At the summit, Facebook’s social graph was the brass ring—everybody wanted a way to tap into the friend data and relationships in Facebook, but most users aren’t happy with sharing that information. Beacon, Facebook’s efforts to leverage friendship data and connections for people (and selected advertisers), will officially come to an end once a court approves a class-action settlement.

It’s little wonder Facebook friends are so highly prized to marketers—according research firm Nielsen Claritas, Facebook’s audince is a far more affluent demographic these days than that of the former social media king, MySpace:

According to the research, the top third of lifestyle segments relative to affluence (aka the “richest” users) are 25% more likely to use Facebook than those in the lower third. The bottom third segments related to affluence (aka the “poorest”) are 37% more likely to use MySpace. Also of note, Facebook users are more likely to use LinkedIn, a site for professional business networking, and again, another factor which points towards the differences in demographics between the two social networks.

So if Beacon is out, what can marketers do to leverage social connections without freaking people out?

Well, you could ask. That’s what Red Robin is doing. They’ve found that simply having fans isn’t enough—those fans have to be active. (Admit it: how often do you go digging through what all your friends are fans of and viewing those pages?) So when customers check out, the restaurant includes an online survey address on the receipt (with incentives for taking the survey, of course—cash prizes).

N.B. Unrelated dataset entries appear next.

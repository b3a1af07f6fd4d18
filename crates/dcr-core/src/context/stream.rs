//! Fetching stream data blocks into local buffers.
//!
//! Each stream is a singly linked list of data blocks, newest first. A block
//! header is four pointers (`begin`, `pos`, `end`, `prev`); the entity bytes
//! are `[pos, end)`. Loading copies those bytes out of the target once so
//! that entity enumeration never touches remote memory.

use std::collections::HashSet;

use tracing::{debug, trace};

use super::data_context::{DataContext, KnownStream, StreamRecord};
use crate::config::ReaderConfig;
use crate::error::{ReaderError, ReaderResult};
use crate::memory::RemoteMemory;
use crate::types::{Address, TargetLayout};

/// One data block copied out of the target
#[derive(Debug, Clone, PartialEq, Eq)]
pub struct DataBlock
{
    /// Address of the block header
    pub address: Address,
    /// Remote address of `entities[0]`
    pub entities_address: Address,
    /// Bytes of `[pos, end)`
    pub entities: Vec<u8>,
}

/// All blocks of one stream, newest first
#[derive(Debug, Clone, PartialEq, Eq)]
pub struct StreamImage
{
    /// Which stream the blocks belong to
    pub stream: KnownStream,
    /// Blocks in enumeration order
    pub blocks: Vec<DataBlock>,
}

impl StreamImage
{
    /// An image with no blocks, used for missing streams
    #[must_use]
    pub const fn empty(stream: KnownStream) -> Self
    {
        Self {
            stream,
            blocks: Vec::new(),
        }
    }

    /// Total entity bytes across all blocks
    #[must_use]
    pub fn data_len(&self) -> usize
    {
        self.blocks.iter().map(|block| block.entities.len()).sum()
    }
}

/// Local copies of every known stream
#[derive(Debug, Clone, PartialEq, Eq)]
pub struct StreamSet
{
    /// Type entities
    pub types: StreamImage,
    /// Blob entities
    pub blobs: StreamImage,
    /// Instance entities
    pub instances: StreamImage,
}

/// Follow one stream's block chain and copy out its entity bytes.
///
/// ## Errors
///
/// - [`ReaderError::ReadFailure`]: a block header or its data could not be read
/// - [`ReaderError::EnumerationFailure`]: the chain loops, is longer than
///   `config.max_stream_blocks`, a block has `pos`/`end` out of order or is
///   larger than `config.max_block_len`, or the stream exceeds its
///   `max_data_size`
pub fn load_stream(
    memory: &RemoteMemory<'_>,
    layout: &TargetLayout,
    record: &StreamRecord,
    config: &ReaderConfig,
) -> ReaderResult<StreamImage>
{
    let stream = record.stream;
    let fail = |reason: String| ReaderError::enumeration(stream.name(), reason);
    let width = layout.pointer_size();

    let mut image = StreamImage::empty(stream);
    let mut visited = HashSet::new();
    let mut total: u64 = 0;
    let mut next = record.head;

    while let Some(address) = next {
        if !visited.insert(address) {
            return Err(fail(format!("block chain loops back to {address}")));
        }
        if image.blocks.len() >= config.max_stream_blocks {
            return Err(fail(format!("more than {} data blocks", config.max_stream_blocks)));
        }

        let header = memory.read_vec(address, 4 * width)?;
        let field = |index: usize| layout.decode_pointer(&header[index * width..(index + 1) * width]);
        let (begin, pos, end, prev) = (field(0), field(1), field(2), field(3));
        trace!(%address, %begin, %pos, %end, %prev, "data block header");

        if !(begin <= pos && pos <= end) {
            return Err(fail(format!(
                "block at {address} has begin {begin}, pos {pos}, end {end} out of order"
            )));
        }
        let len = end.value() - pos.value();
        if len > config.max_block_len {
            return Err(fail(format!(
                "block at {address} holds {len} bytes, limit is {}",
                config.max_block_len
            )));
        }
        total = total.saturating_add(len);
        if record.max_data_size != 0 && total > record.max_data_size {
            return Err(fail(format!(
                "{total} bytes of entities exceed the stream maximum of {}",
                record.max_data_size
            )));
        }

        let len = usize::try_from(len).map_err(|_| fail(format!("block at {address} is too large")))?;
        let entities = memory.read_vec(pos, len)?;
        image.blocks.push(DataBlock {
            address,
            entities_address: pos,
            entities,
        });
        next = (!prev.is_null()).then_some(prev);
    }

    debug!(%stream, blocks = image.blocks.len(), bytes = total, "loaded stream");
    Ok(image)
}

/// Load every known stream named by the data context.
///
/// Streams the table does not contain, or whose head is null, come back
/// empty.
///
/// ## Errors
///
/// See [`load_stream`].
pub fn load_streams(
    memory: &RemoteMemory<'_>,
    layout: &TargetLayout,
    context: &DataContext,
    config: &ReaderConfig,
) -> ReaderResult<StreamSet>
{
    let load = |stream: KnownStream| match context.record(stream) {
        Some(record) => load_stream(memory, layout, record, config),
        None => Ok(StreamImage::empty(stream)),
    };
    Ok(StreamSet {
        types: load(KnownStream::Types)?,
        blobs: load(KnownStream::Blobs)?,
        instances: load(KnownStream::Instances)?,
    })
}
//! Tests for descriptor header decoding against harness-built images

use dcr_core::memory::RemoteMemory;
use dcr_core::wire::{read_descriptor, read_header, DescriptorHeader, DESCRIPTOR_MAGIC, FLAG_RESERVED};
use dcr_core::{Address, Endianness, PointerWidth, ReaderConfig, ReaderError, Target};
use dcr_virtual::{FixtureBuilder, TypeSpec};

const LAYOUTS: [(Endianness, PointerWidth); 4] = [
    (Endianness::Little, PointerWidth::Four),
    (Endianness::Little, PointerWidth::Eight),
    (Endianness::Big, PointerWidth::Four),
    (Endianness::Big, PointerWidth::Eight),
];

#[test]
fn test_magic_round_trip_recovers_layout()
{
    for (endianness, width) in LAYOUTS {
        let fixture = FixtureBuilder::new(endianness, width).build();
        let memory = RemoteMemory::new(fixture.system());
        let header = read_header(&memory, fixture.descriptor()).unwrap();
        assert_eq!(header.layout.endianness, endianness);
        assert_eq!(header.layout.pointer_width, width);
        assert_eq!(header.flags & FLAG_RESERVED, FLAG_RESERVED);
    }
}

#[test]
fn test_header_fields_point_at_payload()
{
    for (endianness, width) in LAYOUTS {
        let fixture = FixtureBuilder::new(endianness, width)
            .with_pointer_data(Address::new(0x1234))
            .with_pointer_data(Address::new(0x5678))
            .build();
        let memory = RemoteMemory::new(fixture.system());
        let descriptor = read_descriptor(&memory, fixture.descriptor(), &ReaderConfig::default()).unwrap();
        let header = &descriptor.header;

        // header, three stream records of 4W each
        let expected_len = 16 + width.bytes() + 3 * 4 * width.bytes();
        assert_eq!(header.payload_len as usize, expected_len);
        assert_eq!(descriptor.payload.len(), expected_len);
        assert_eq!(header.pointer_data_count, 2);
        assert_eq!(
            header.pointer_data_address,
            fixture.descriptor() + DescriptorHeader::encoded_size(width) as u64
        );
    }
}

#[test]
fn test_bad_magic_is_rejected()
{
    let fixture = FixtureBuilder::new(Endianness::Little, PointerWidth::Eight)
        .with_magic(DESCRIPTOR_MAGIC ^ 0xff)
        .build();
    let memory = RemoteMemory::new(fixture.system());
    let err = read_header(&memory, fixture.descriptor()).unwrap_err();
    assert!(matches!(err, ReaderError::InvalidMagic { .. }));
}

#[test]
fn test_cleared_reserved_flag_is_rejected()
{
    for (endianness, width) in LAYOUTS {
        let flags = dcr_virtual::default_flags(width) & !FLAG_RESERVED;
        let fixture = FixtureBuilder::new(endianness, width).with_flags(flags).build();
        let memory = RemoteMemory::new(fixture.system());
        let err = read_header(&memory, fixture.descriptor()).unwrap_err();
        assert!(matches!(err, ReaderError::CorruptDescriptor(_)), "{err}");
    }
}

#[test]
fn test_wrong_width_flag_fails_layout_checks()
{
    // Laid out with 8-byte pointers but flagged as 4-byte
    let fixture = FixtureBuilder::new(Endianness::Little, PointerWidth::Eight)
        .with_flags(FLAG_RESERVED)
        .with_type(TypeSpec::new(1, "Ptr", 1, 8))
        .build();
    let descriptor = fixture.descriptor();
    let header = read_header(&RemoteMemory::new(fixture.system()), descriptor).unwrap();
    assert_eq!(header.layout.pointer_width, PointerWidth::Four);

    let mut target = Target::with_reader(Box::new(fixture.into_system()));
    let err = target.set_stream(descriptor).unwrap_err();
    assert!(matches!(err, ReaderError::CorruptDescriptor(_)), "{err}");
    assert!(!target.is_ready());
}

#[test]
fn test_payload_limit_is_enforced()
{
    let fixture = FixtureBuilder::new(Endianness::Big, PointerWidth::Four).build();
    let memory = RemoteMemory::new(fixture.system());
    let config = ReaderConfig {
        max_payload_len: 8,
        ..ReaderConfig::default()
    };
    let err = read_descriptor(&memory, fixture.descriptor(), &config).unwrap_err();
    assert!(matches!(err, ReaderError::CorruptDescriptor(_)));
}

#[test]
fn test_unmapped_descriptor_is_corrupt()
{
    let fixture = FixtureBuilder::new(Endianness::Little, PointerWidth::Four).build();
    let memory = RemoteMemory::new(fixture.system());
    let err = read_header(&memory, Address::new(0x10)).unwrap_err();
    assert!(matches!(err, ReaderError::CorruptDescriptor(_)));
    assert!(err.to_string().contains("magic"));
}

As part of the survey, they are asked to recommend Red Robin to a friend via their Facebook profile. (This makes it sound like RR is asking people to go to individuals’ profiles to post on their wall, but the rest of AdAge’s coverage sounds more like the people surveyed can just post on their own wall.)

What do you think? Are you trying your hand at Facebook marketing? Will Red Robin’s campaign be effective, or will that still be considered an invasion of privacy by some?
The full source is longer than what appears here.